— TASK OBJECTIVE —
Nothing in the data is to be left out; copy it exactly.

— Stored data —
-=-=-

//! Sparse and full update payloads.

use attr_buffer::WireReader;
use attr_tree::{decode_tagged, Attribute, DecodeContext};
use serde::{Deserialize, Serialize};

use crate::error::{SyncError, SyncResult};

/// One changed path. `payload` is a tagged value with no key; `None` means
/// the path no longer exists.
#[derive(Clone, Debug, PartialEq, Eq, Serialize, Deserialize)]
pub struct DeltaEntry {
    pub path: String,
    pub payload: Option<Vec<u8>>,
}

impl DeltaEntry {
    /// Decode the payload, if any.
    pub fn value(&self, ctx: &DecodeContext<'_>) -> SyncResult<Option<Attribute>> {
        self.payload
            .as_deref()
            .map(|bytes| decode_payload(&self.path, bytes, ctx))
            .transpose()
    }
}

/// The dirty paths of a tree and their current values.
#[derive(Clone, Debug, Default, PartialEq, Eq, Serialize, Deserialize)]
pub struct DirtyDelta {
    pub entries: Vec<DeltaEntry>,
}

impl DirtyDelta {
    pub fn is_empty(&self) -> bool {
        self.entries.is_empty()
    }

    pub fn len(&self) -> usize {
        self.entries.len()
    }

    pub fn paths(&self) -> impl Iterator<Item = &str> {
        self.entries.iter().map(|e| e.path.as_str())
    }

    /// Total payload bytes.
    pub fn payload_len(&self) -> usize {
        self.entries
            .iter()
            .filter_map(|e| e.payload.as_ref())
            .map(Vec::len)
            .sum()
    }
}

/// What a receiver needs to catch up with the sender.
#[derive(Clone, Debug, PartialEq, Eq, Serialize, Deserialize)]
pub enum SyncUpdate {
    /// Nothing changed.
    None,
    Partial(DirtyDelta),
    /// An encoded snapshot of the whole tree.
    Full(Vec<u8>),
}

impl SyncUpdate {
    pub fn is_none(&self) -> bool {
        matches!(self, Self::None)
    }
}

pub(crate) fn decode_payload(
    path: &str,
    bytes: &[u8],
    ctx: &DecodeContext<'_>,
) -> SyncResult<Attribute> {
    if bytes.is_empty() {
        return Err(SyncError::EmptyPayload(path.to_owned()));
    }
    Ok(decode_tagged(&mut WireReader::new(bytes), ctx)?)
}

#[cfg(test)]
mod tests {
    use attr_tree::{encode_tagged, TypeRegistry};

    use super::*;

    #[test]
    fn entry_decodes_its_payload() {
        let registry = TypeRegistry::with_builtins();
        let ctx = DecodeContext::new(&registry);
        let mut payload = Vec::new();
        encode_tagged(&Attribute::Int(15), &mut payload).unwrap();

        let entry = DeltaEntry {
            path: "hp".into(),
            payload: Some(payload),
        };
        assert_eq!(entry.value(&ctx).unwrap(), Some(Attribute::Int(15)));

        let removed = DeltaEntry {
            path: "hp".into(),
            payload: None,
        };
        assert_eq!(removed.value(&ctx).unwrap(), None);
    }

    #[test]
    fn empty_payload_is_rejected() {
        let registry = TypeRegistry::with_builtins();
        let ctx = DecodeContext::new(&registry);
        let entry = DeltaEntry {
            path: "hp".into(),
            payload: Some(Vec::new()),
        };
        assert_eq!(
            entry.value(&ctx).unwrap_err(),
            SyncError::EmptyPayload("hp".into())
        );
    }
}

-=-=-

— RESULT FOR THIS EXERCISE —
//! Sparse and full update payloads.

use attr_buffer::WireReader;
use attr_tree::{decode_tagged, Attribute, DecodeContext};
use serde::{Deserialize, Serialize};

use crate::error::{SyncError, SyncResult};

/// One changed path. `payload` is a tagged value with no key; `None` means
/// the path no longer exists.
#[derive(Clone, Debug, PartialEq, Eq, Serialize, Deserialize)]
pub struct DeltaEntry {
    pub path: String,
    pub payload: Option<Vec<u8>>,
}

impl DeltaEntry {
    /// Decode the payload, if any.
    pub fn value(&self, ctx: &DecodeContext<'_>) -> SyncResult<Option<Attribute>> {
        self.payload
            .as_deref()
            .map(|bytes| decode_payload(&self.path, bytes, ctx))
            .transpose()
    }
}

/// The dirty paths of a tree and their current values.
#[derive(Clone, Debug, Default, PartialEq, Eq, Serialize, Deserialize)]
pub struct DirtyDelta {
    pub entries: Vec<DeltaEntry>,
}

impl DirtyDelta {
    pub fn is_empty(&self) -> bool {
        self.entries.is_empty()
    }

    pub fn len(&self) -> usize {
        self.entries.len()
    }

    pub fn paths(&self) -> impl Iterator<Item = &str> {
        self.entries.iter().map(|e| e.path.as_str())
    }

    /// Total payload bytes.
    pub fn payload_len(&self) -> usize {
        self.entries
            .iter()
            .filter_map(|e| e.payload.as_ref())
            .map(Vec::len)
            .sum()
    }
}

/// What a receiver needs to catch up with the sender.
#[derive(Clone, Debug, PartialEq, Eq, Serialize, Deserialize)]
pub enum SyncUpdate {
    /// Nothing changed.
    None,
    Partial(DirtyDelta),
    /// An encoded snapshot of the whole tree.
    Full(Vec<u8>),
}

impl SyncUpdate {
    pub fn is_none(&self) -> bool {
        matches!(self, Self::None)
    }
}

pub(crate) fn decode_payload(
    path: &str,
    bytes: &[u8],
    ctx: &DecodeContext<'_>,
) -> SyncResult<Attribute> {
    if bytes.is_empty() {
        return Err(SyncError::EmptyPayload(path.to_owned()));
    }
    Ok(decode_tagged(&mut WireReader::new(bytes), ctx)?)
}

#[cfg(test)]
mod tests {
    use attr_tree::{encode_tagged, TypeRegistry};

    use super::*;

    #[test]
    fn entry_decodes_its_payload() {
        let registry = TypeRegistry::with_builtins();
        let ctx = DecodeContext::new(&registry);
        let mut payload = Vec::new();
        encode_tagged(&Attribute::Int(15), &mut payload).unwrap();

        let entry = DeltaEntry {
            path: "hp".into(),
            payload: Some(payload),
        };
        assert_eq!(entry.value(&ctx).unwrap(), Some(Attribute::Int(15)));

        let removed = DeltaEntry {
            path: "hp".into(),
            payload: None,
        };
        assert_eq!(removed.value(&ctx).unwrap(), None);
    }

    #[test]
    fn empty_payload_is_rejected() {
        let registry = TypeRegistry::with_builtins();
        let ctx = DecodeContext::new(&registry);
        let entry = DeltaEntry {
            path: "hp".into(),
            payload: Some(Vec::new()),
        };
        assert_eq!(
            entry.value(&ctx).unwrap_err(),
            SyncError::EmptyPayload("hp".into())
        );
    }
}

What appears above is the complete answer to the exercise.